Giant cane, like many other species of bamboo, displays mast flowering (synchronized flowering among multiple individuals at intermittent intervals) and is semelparous (flower/fruit once and then die).  This trait of bamboos is somewhat unusual in that most masting species are iteroparous (flower/fruit multiple times) (Silverton 1980).  Further, the masting cycle of bamboo is considerably delayed (up to over 50 years) compared to most other mast producing species (3-7 years) (Platt and Brantley 1997; Keeley and Bond 1999).  Therefore, once a cohort of seed has germinated and established into individual plants, canebrakes are heavily dependent upon vegetative reproduction for stand development. Without a seed crop, initial establishment of giant cane can be accomplished through planting of culms propagated from rhizomes (Zaczek et al. 2004).  Masting, in giant cane and in general, has often been considered to be a “predator satiation” mechanism, i.e. flowering irregularly so that seed predators are kept at low enough levels not to destroy a mast fruit (Janzen 1976; Keeley and Bond 1999).  However, the mast flowering, semelparity, delayed reproduction, and gregarious growing habits of bamboo have been linked to high-intensity fires (Keeley and Bond 1999; but see Saha and Rowe 2001).  Delayed reproduction and semelparity can produce high levels of fuel, and thick stands generate continuous fuel loads, both encouraging fire and consequently eliminating other woody species (Keeley and Bond 1999).  Mast flowering synchronizes seed dispersal and seedling recruitment in these canopy gaps and semelparity concentrates the breeding effort to an optimum time (Keeley and Bond 1999).  The specific factors that induce flowering however are elusive, but appear to be a combination of external (temperature, drought) and internal (genetic) controls (Janzen 1976, Platt and Brantley 1997)

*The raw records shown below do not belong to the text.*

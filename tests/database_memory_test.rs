// Licensed under the Apache License, Version 2.0 <LICENSE-APACHE or
// http://www.apache.org/licenses/LICENSE-2.0> or the MIT license
// <LICENSE-MIT or http://opensource.org/licenses/MIT>, at your
// option. This file may not be copied, modified, or distributed
// except according to those terms.

//! Profile store tests: in-memory isolation and file-backed persistence

use anyhow::Result;
use nutrition_engine::database::{Database, ProfileStore};
use nutrition_engine::models::{LegacyPersonalMetrics, LegacyUserProfile, UserProfileExtended};
use std::fs;
use tempfile::TempDir;

fn legacy(id: &str) -> LegacyUserProfile {
    LegacyUserProfile {
        id: Some(id.to_string()),
        email: Some(format!("{id}@example.com")),
        personal_metrics: Some(LegacyPersonalMetrics {
            height: Some(172.0),
            weight: Some(68.0),
            age: Some(29),
            ..Default::default()
        }),
        ..Default::default()
    }
}

#[tokio::test]
async fn test_memory_database_no_physical_files() -> Result<()> {
    let database = Database::new("sqlite::memory:").await?;

    let current_dir = std::env::current_dir()?;
    for entry in fs::read_dir(&current_dir)? {
        let filename = entry?.file_name();
        let filename_str = filename.to_string_lossy();

        if filename_str.starts_with("sqlite::memory:") || filename_str.starts_with(":memory:") {
            panic!("Found physical file with memory database URL: {}", filename_str);
        }
    }

    database.insert_legacy_profile(&legacy("memory-user")).await?;
    let loaded = database.load_legacy_profiles().await?;
    assert_eq!(loaded.len(), 1);
    assert_eq!(loaded[0].email.as_deref(), Some("memory-user@example.com"));

    Ok(())
}

#[tokio::test]
async fn test_multiple_memory_databases_isolated() -> Result<()> {
    let database1 = Database::new("sqlite::memory:").await?;
    let database2 = Database::new("sqlite::memory:").await?;

    database1.insert_legacy_profile(&legacy("user-1")).await?;
    database2.insert_legacy_profile(&legacy("user-2")).await?;
    database2.insert_legacy_profile(&legacy("user-3")).await?;

    let profiles1 = database1.load_legacy_profiles().await?;
    let profiles2 = database2.load_legacy_profiles().await?;

    assert_eq!(profiles1.len(), 1);
    assert_eq!(profiles1[0].id.as_deref(), Some("user-1"));
    assert_eq!(profiles2.len(), 2);

    Ok(())
}

#[tokio::test]
async fn test_file_database_persists_across_connections() -> Result<()> {
    let temp_dir = TempDir::new()?;
    let db_path = temp_dir.path().join("nested").join("profiles.db");
    let database_url = format!("sqlite:{}", db_path.display());

    {
        let database = Database::new(&database_url).await?;
        let profile = UserProfileExtended {
            user_id: "persisted".to_string(),
            weight: Some(81.5),
            ..Default::default()
        };
        database.save_migrated_profiles(&[profile]).await?;
    }

    assert!(db_path.exists());

    let reopened = Database::new(&database_url).await?;
    let stored = reopened.get_user_profile("persisted").await?;
    assert_eq!(stored.and_then(|p| p.weight), Some(81.5));

    Ok(())
}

Although several traits of Giant cane (Arundinaria gigantea) make it well adapted to periodic fire (Hughes 1966), canebrakes are not commonly managed using prescribed burns in the Southeast because of the dangers associated with burns and the potential associated fauna loss.  Canebrake fires are often intense and spread rapidly; therefore they can be difficult to control.  However, in cases where prescribed fire can be safely used, the following studies can help managers to plan optimum burning intervals. 

The periodicity of fire greatly affects cane performance.  Frequent burning favors fire resistant trees and shrubs, and annual growing season burns will eliminate cane by exhausting the rhizome food reservoir (Platt and Brantley 1997).  The fire interval for giant cane was 3-5 years in colonial times, but now 10 years is recommended to keep cane most productive (Hughes 1966). 

Fuel loads reach a maximum (7 tones per acre) after 3-4 years; therefore if fire hazard reduction is desired, a shorter burn interval of 3-5 years is optimal (Hughes 1966).  Shorter return interval may also be needed during restoration to reduce woody competition. 

Winter as well as spring/summer burns are reported to improve cane vigor (Platt and Brantley 1997).  Periodic summer and annual winter burning conducted over a period of 20 years increased the herbage yield of Arundinaria in the Coastal Plain of South Carolina (Lewis and Harshbarger 1976), and spring/summer burning in Florida pinelands reestablishes the cane’s role as a natural ecotone between wetland and longleaf pine (Pinus palustris) communities (Stevenson 1991).